[Activity]
In the listing that follows, the lines starting at the one containing "repository bac9b3764a6a8ae4" and ending at the one containing "them. Undefined fuel" are to be returned exactly, both boundary lines included, and no others.

[Extracted entries]
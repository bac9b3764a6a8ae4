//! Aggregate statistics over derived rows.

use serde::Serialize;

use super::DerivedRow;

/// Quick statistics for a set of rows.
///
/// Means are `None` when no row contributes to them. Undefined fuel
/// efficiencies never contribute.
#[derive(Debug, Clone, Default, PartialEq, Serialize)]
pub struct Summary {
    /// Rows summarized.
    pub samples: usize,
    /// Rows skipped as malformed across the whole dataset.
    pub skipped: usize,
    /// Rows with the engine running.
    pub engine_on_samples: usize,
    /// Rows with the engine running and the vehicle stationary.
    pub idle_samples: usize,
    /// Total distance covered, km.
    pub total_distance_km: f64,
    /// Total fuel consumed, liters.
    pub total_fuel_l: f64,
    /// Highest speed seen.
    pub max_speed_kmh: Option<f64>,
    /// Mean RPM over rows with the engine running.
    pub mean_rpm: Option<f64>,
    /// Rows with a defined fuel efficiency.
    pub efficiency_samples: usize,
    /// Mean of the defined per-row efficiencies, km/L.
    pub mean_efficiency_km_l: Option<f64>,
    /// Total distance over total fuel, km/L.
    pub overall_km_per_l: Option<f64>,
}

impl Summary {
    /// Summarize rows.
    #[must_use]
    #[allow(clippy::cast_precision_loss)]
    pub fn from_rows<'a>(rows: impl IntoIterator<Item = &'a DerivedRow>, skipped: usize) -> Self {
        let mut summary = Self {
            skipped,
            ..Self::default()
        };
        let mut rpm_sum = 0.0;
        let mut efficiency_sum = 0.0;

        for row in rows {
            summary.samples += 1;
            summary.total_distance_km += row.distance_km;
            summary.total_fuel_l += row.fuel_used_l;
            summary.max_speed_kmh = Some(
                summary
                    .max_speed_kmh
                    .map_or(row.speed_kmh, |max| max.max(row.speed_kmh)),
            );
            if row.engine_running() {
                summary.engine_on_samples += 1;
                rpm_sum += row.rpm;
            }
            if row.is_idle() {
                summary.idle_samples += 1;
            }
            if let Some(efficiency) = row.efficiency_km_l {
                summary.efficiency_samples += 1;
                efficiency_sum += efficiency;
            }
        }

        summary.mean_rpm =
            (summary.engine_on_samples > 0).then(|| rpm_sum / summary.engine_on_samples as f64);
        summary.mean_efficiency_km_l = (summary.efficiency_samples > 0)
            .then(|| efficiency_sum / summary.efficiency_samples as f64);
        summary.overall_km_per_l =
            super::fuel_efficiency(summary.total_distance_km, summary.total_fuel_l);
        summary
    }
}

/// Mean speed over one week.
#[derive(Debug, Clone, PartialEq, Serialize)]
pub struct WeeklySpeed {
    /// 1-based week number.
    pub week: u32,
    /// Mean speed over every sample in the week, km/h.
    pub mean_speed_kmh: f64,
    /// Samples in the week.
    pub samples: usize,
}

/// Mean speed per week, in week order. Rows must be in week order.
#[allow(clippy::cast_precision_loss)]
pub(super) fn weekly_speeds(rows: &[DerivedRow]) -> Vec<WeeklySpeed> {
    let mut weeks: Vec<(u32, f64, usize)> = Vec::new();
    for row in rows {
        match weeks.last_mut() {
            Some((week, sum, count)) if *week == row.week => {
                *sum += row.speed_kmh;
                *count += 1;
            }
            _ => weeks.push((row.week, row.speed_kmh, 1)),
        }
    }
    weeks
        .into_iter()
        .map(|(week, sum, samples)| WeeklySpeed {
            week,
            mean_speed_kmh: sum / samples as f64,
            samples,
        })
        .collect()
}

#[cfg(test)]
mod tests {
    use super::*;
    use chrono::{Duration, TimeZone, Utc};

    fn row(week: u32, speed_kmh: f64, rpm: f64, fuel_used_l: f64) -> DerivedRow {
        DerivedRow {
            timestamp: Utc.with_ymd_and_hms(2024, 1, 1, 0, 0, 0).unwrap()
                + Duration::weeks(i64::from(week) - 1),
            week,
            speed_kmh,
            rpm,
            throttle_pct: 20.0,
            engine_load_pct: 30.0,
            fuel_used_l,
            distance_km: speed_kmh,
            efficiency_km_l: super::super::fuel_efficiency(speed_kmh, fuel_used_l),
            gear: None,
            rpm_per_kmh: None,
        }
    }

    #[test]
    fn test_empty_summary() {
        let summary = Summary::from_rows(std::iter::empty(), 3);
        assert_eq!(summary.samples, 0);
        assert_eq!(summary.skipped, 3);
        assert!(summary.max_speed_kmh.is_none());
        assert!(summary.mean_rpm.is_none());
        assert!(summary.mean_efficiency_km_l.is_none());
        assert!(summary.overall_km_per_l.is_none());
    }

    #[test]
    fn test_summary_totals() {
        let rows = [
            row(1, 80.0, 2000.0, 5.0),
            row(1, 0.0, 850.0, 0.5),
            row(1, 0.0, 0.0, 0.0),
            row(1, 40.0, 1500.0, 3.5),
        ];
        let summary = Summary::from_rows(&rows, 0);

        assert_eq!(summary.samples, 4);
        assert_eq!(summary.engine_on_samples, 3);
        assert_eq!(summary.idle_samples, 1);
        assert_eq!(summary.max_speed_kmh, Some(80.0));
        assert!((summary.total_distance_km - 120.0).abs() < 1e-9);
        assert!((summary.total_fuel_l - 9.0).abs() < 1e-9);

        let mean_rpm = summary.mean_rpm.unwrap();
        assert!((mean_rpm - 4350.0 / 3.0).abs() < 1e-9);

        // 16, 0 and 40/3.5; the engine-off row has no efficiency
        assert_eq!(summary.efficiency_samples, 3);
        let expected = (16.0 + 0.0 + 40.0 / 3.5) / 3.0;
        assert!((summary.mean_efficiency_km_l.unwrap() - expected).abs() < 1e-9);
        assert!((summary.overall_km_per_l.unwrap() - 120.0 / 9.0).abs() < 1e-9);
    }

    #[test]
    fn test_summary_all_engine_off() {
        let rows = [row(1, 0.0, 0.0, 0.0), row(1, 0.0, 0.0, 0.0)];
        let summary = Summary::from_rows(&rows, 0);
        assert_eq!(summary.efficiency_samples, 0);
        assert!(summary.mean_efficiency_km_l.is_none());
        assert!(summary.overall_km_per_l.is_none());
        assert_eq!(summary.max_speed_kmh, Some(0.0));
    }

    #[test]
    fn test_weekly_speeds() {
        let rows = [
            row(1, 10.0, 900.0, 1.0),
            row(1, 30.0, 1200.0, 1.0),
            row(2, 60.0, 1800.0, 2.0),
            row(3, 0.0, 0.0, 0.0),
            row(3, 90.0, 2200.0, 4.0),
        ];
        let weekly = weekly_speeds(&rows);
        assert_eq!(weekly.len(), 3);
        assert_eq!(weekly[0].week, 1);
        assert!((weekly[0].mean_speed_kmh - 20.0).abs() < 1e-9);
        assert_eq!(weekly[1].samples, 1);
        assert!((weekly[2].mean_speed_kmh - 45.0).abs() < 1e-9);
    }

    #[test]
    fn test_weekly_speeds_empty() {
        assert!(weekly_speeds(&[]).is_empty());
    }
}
* * *
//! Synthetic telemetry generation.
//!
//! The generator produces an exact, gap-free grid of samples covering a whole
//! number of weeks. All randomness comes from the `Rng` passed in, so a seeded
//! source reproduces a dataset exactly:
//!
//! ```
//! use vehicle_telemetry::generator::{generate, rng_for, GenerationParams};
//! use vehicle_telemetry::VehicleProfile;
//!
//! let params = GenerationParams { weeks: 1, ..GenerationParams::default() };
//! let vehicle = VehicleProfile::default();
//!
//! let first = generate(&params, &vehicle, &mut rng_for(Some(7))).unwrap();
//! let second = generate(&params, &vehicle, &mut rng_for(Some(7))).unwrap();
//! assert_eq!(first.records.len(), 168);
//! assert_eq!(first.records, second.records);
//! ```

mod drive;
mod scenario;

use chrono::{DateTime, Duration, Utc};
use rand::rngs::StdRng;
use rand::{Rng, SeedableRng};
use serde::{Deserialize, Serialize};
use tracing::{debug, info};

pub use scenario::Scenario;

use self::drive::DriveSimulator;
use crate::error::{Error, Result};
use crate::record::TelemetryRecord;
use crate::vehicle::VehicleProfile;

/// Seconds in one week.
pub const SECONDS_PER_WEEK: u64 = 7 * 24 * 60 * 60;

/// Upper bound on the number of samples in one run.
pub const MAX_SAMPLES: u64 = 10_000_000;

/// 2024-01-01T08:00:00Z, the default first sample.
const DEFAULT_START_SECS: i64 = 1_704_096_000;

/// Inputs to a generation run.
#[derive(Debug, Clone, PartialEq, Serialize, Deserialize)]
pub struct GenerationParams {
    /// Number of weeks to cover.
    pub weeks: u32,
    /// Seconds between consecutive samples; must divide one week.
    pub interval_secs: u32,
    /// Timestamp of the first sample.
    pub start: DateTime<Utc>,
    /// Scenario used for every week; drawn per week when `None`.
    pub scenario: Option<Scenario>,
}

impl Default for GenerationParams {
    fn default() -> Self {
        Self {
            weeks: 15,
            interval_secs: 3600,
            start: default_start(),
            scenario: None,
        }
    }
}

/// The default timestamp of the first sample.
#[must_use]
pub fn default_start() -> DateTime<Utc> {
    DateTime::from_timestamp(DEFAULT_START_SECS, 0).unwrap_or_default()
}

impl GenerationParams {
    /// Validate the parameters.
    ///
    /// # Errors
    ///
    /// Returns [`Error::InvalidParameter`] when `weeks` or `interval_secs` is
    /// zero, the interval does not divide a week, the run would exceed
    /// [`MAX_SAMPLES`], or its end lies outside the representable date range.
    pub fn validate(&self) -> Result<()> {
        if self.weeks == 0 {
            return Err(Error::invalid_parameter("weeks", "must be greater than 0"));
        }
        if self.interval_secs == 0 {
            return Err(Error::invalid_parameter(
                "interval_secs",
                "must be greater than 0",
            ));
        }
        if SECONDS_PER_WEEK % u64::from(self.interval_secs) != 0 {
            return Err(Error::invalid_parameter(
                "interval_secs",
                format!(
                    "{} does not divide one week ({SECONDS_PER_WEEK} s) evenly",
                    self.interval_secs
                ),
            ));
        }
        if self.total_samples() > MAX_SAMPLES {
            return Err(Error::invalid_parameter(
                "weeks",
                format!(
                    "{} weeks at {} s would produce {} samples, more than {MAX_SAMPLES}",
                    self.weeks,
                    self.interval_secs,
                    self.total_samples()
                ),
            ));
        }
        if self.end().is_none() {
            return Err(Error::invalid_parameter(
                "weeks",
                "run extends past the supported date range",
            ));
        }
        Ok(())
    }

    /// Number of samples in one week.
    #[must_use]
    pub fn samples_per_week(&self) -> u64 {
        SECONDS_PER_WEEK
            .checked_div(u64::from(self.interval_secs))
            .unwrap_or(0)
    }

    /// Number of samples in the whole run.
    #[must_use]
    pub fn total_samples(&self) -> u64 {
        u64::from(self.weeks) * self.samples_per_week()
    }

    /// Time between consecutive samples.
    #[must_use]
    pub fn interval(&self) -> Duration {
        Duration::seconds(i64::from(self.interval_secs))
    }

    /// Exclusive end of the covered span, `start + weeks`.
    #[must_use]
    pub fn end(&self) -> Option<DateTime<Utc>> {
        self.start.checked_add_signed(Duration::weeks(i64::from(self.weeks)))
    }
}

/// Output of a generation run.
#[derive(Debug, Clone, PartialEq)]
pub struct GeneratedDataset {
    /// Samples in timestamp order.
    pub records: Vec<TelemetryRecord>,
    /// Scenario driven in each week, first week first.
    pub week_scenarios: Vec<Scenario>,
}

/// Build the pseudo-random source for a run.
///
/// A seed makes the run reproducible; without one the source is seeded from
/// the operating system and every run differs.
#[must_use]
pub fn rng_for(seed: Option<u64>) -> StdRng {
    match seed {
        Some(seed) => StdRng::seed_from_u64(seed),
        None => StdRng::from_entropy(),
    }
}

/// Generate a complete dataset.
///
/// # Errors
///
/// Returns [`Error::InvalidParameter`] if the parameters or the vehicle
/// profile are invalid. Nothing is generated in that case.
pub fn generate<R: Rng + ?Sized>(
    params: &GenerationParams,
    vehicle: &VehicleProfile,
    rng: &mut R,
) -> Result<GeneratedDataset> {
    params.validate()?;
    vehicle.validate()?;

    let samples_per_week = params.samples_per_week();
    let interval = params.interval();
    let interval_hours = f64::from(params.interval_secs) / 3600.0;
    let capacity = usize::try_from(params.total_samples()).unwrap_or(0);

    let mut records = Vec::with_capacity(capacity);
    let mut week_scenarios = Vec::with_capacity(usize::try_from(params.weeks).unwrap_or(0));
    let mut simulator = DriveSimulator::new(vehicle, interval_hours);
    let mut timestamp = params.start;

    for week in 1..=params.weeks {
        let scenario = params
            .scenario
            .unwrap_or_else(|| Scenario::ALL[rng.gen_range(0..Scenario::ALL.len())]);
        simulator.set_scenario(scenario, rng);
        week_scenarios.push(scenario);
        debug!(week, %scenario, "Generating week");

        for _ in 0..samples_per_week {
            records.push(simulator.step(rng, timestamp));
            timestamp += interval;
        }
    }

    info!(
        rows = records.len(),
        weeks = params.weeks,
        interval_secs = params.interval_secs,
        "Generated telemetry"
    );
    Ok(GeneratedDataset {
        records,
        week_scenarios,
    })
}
...
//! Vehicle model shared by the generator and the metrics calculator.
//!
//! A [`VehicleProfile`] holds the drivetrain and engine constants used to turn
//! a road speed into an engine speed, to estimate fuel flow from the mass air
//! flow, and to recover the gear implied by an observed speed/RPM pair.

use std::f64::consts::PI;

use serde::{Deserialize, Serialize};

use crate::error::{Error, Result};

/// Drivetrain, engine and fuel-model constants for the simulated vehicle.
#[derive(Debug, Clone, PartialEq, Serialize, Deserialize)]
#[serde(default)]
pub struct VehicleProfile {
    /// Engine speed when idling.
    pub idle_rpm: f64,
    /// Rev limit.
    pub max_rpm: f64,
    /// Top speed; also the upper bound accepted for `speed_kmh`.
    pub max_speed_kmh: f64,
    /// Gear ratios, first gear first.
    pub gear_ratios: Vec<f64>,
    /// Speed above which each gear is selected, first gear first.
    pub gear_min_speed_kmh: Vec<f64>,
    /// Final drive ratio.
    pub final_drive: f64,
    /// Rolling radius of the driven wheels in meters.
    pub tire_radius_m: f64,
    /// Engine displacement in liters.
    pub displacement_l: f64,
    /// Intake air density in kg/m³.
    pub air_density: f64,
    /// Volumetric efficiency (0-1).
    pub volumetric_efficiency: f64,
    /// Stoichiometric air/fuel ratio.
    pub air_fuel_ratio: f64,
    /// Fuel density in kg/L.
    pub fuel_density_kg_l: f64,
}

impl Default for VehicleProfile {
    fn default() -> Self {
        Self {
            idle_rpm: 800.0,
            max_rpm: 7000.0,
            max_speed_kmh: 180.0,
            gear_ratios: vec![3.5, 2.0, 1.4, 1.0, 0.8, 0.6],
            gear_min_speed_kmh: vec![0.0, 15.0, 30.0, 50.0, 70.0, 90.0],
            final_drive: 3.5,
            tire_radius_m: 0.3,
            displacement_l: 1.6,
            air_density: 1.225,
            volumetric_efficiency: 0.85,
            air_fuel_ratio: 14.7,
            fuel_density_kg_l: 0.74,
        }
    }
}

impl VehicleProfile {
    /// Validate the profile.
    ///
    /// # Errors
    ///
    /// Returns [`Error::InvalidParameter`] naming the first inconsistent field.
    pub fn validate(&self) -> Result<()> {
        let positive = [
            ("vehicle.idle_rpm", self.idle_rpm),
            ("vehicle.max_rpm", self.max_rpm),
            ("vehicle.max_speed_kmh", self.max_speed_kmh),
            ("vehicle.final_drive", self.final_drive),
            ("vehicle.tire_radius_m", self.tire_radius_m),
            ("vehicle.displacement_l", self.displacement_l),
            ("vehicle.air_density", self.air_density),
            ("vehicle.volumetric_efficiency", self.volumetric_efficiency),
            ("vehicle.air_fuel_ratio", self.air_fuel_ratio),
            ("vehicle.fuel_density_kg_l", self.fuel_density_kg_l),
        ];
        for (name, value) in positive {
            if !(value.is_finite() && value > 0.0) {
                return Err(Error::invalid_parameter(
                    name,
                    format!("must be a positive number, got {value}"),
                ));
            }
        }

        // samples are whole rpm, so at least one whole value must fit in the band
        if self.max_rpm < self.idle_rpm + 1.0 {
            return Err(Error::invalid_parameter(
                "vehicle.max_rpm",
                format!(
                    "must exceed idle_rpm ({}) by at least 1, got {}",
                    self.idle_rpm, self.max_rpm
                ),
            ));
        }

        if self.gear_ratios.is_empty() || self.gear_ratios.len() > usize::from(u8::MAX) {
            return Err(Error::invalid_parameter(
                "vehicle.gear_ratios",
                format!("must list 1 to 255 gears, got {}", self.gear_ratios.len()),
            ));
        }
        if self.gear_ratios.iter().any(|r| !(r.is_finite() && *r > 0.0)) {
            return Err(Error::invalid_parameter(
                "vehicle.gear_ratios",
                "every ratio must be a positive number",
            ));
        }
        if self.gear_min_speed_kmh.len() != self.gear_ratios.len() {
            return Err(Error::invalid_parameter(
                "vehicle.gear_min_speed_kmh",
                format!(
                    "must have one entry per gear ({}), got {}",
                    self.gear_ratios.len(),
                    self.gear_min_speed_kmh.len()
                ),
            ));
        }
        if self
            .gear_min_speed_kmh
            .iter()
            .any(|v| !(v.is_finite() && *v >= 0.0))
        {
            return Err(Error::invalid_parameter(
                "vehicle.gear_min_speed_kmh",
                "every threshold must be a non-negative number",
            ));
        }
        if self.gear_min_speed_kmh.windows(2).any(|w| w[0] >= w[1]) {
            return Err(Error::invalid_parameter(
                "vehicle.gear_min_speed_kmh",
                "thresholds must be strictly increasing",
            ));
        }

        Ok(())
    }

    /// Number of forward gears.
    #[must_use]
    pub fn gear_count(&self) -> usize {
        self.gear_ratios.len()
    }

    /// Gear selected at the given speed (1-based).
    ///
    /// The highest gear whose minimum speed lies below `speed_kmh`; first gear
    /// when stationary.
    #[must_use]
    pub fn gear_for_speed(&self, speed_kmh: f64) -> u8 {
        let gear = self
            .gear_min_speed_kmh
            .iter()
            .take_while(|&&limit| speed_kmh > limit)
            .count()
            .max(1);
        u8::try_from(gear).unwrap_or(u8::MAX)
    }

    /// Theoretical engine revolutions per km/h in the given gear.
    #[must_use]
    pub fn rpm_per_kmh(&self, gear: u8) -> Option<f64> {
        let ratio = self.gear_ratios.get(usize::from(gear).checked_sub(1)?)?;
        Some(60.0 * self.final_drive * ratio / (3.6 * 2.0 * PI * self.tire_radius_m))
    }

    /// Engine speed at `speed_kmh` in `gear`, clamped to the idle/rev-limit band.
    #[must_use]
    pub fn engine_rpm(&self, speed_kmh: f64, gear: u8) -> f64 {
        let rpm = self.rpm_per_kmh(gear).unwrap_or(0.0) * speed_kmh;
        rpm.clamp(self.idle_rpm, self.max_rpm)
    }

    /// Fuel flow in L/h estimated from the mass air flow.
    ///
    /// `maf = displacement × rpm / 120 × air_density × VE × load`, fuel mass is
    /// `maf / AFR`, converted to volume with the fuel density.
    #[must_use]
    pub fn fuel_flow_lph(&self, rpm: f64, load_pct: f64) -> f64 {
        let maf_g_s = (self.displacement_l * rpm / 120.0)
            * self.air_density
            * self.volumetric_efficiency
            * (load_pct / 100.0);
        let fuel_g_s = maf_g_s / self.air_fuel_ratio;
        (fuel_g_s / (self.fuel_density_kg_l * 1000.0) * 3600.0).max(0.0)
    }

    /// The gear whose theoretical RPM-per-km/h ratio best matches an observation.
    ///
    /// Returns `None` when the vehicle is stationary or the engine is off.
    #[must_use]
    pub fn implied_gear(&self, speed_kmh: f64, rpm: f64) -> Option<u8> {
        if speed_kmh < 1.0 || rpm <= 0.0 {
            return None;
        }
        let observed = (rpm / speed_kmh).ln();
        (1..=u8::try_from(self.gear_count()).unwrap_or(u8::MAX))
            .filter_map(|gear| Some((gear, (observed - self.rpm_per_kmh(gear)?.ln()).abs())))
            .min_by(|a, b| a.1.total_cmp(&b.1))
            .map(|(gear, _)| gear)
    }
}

[Response to this task]
repository bac9b3764a6a8ae4
//! Aggregate statistics over derived rows.

use serde::Serialize;

use super::DerivedRow;

/// Quick statistics for a set of rows.
///
/// Means are `None` when no row contributes to them. Undefined fuel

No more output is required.